## EXERCISE DETAILS
Throughout the records below, find each line holding "await" and copy it.

[DATASET RECORDS Boundary: Start]

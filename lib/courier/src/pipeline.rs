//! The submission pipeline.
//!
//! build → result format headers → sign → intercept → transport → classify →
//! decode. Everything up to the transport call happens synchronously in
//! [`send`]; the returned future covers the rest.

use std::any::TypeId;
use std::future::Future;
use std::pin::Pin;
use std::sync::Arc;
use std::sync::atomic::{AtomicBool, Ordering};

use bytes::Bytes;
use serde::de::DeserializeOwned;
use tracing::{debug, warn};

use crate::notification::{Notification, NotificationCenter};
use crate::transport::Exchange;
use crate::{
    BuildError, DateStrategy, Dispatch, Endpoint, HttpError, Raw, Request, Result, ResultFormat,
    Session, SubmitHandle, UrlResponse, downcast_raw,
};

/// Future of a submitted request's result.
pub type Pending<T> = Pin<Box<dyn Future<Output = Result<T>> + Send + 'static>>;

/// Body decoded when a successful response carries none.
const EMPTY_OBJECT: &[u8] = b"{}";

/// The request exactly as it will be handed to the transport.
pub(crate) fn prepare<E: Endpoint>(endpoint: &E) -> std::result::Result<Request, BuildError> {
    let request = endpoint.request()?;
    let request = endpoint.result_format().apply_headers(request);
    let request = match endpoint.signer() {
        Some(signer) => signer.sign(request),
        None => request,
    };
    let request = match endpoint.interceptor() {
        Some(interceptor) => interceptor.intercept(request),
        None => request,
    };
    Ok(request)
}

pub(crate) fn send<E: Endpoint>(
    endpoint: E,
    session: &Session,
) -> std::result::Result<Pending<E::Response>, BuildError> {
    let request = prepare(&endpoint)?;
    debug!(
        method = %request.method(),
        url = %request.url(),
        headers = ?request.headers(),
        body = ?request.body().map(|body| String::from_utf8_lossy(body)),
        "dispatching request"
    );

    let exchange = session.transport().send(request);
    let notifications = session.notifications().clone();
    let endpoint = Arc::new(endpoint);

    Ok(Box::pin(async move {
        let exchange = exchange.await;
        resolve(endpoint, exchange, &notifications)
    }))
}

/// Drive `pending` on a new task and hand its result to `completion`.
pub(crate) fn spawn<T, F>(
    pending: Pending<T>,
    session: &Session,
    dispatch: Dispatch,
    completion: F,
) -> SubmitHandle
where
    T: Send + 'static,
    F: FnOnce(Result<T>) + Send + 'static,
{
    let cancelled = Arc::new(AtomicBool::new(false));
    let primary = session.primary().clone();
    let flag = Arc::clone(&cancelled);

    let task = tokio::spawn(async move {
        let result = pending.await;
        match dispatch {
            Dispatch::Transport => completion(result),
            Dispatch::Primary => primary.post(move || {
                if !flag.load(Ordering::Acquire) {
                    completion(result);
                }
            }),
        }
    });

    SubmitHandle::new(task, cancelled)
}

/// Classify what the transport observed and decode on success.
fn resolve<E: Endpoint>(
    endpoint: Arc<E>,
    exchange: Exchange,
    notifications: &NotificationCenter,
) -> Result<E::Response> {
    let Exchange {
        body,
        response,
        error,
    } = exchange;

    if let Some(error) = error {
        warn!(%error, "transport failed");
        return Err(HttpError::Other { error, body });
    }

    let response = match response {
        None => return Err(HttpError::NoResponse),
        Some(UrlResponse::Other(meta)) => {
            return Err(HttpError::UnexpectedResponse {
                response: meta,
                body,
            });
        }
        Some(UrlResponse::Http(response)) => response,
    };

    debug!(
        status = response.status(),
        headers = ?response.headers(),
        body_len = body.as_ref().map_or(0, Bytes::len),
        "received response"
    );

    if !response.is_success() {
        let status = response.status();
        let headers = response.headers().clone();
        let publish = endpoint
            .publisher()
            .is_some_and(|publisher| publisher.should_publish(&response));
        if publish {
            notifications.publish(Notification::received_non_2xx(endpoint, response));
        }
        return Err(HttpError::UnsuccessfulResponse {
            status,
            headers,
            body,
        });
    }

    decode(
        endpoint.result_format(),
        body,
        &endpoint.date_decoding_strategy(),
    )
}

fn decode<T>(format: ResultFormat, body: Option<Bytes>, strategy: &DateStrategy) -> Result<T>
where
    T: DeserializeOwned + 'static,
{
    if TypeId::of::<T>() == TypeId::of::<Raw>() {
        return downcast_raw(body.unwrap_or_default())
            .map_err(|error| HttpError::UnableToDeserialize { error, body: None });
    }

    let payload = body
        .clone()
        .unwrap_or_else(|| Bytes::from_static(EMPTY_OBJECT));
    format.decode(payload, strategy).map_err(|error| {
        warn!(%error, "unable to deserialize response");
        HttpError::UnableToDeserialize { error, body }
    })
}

[DATASET RECORDS Boundary: End]
[DATASET RECORDS Boundary: Start]

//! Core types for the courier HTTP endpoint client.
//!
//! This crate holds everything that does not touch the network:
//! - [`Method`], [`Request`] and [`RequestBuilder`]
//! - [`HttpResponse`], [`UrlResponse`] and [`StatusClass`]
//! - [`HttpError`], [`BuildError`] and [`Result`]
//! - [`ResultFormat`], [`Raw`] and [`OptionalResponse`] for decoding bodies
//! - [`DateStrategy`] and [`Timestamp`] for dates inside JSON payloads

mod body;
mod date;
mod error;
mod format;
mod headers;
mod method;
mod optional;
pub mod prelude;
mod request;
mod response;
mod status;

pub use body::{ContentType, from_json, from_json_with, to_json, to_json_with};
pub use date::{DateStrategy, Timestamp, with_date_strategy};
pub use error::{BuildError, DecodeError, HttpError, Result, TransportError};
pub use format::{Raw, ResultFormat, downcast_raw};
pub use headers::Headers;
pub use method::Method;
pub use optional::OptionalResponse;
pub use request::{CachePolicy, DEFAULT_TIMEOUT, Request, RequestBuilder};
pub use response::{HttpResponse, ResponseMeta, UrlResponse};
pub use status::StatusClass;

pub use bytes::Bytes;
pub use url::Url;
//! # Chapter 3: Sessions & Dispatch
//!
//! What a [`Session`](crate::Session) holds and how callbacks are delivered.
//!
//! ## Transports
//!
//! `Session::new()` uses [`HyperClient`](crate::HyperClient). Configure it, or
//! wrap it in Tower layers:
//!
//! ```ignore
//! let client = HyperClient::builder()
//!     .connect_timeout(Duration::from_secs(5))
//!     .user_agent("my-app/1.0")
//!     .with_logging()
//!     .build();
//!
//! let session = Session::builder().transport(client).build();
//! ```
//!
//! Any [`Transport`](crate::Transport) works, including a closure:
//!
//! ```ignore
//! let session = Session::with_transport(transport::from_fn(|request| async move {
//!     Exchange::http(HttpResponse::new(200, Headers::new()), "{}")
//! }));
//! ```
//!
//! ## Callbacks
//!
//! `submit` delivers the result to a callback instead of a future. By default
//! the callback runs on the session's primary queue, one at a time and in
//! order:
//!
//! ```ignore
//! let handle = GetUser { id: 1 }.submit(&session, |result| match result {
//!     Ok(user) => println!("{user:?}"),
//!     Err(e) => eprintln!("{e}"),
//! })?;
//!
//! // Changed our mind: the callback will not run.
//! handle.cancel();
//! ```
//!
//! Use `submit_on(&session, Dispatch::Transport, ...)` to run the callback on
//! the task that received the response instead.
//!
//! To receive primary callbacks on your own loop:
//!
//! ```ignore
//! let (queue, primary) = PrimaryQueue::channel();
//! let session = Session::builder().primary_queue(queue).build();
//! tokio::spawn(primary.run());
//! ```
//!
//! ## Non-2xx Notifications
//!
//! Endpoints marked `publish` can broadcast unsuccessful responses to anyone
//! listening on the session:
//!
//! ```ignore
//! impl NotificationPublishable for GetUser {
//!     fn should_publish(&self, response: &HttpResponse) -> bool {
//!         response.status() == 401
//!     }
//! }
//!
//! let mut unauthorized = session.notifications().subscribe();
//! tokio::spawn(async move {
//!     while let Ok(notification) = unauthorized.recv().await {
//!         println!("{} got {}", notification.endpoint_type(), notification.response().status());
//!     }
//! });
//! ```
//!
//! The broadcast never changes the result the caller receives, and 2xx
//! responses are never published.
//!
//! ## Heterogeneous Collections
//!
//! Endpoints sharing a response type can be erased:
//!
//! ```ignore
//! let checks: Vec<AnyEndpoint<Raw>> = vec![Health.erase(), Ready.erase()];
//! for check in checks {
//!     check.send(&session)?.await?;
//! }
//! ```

[DATASET RECORDS Boundary: End]

## ANSWER TO THE PROBLEM
        let exchange = exchange.await;
        let result = pending.await;
//!     while let Ok(notification) = unauthorized.recv().await {
//!     check.send(&session)?.await?;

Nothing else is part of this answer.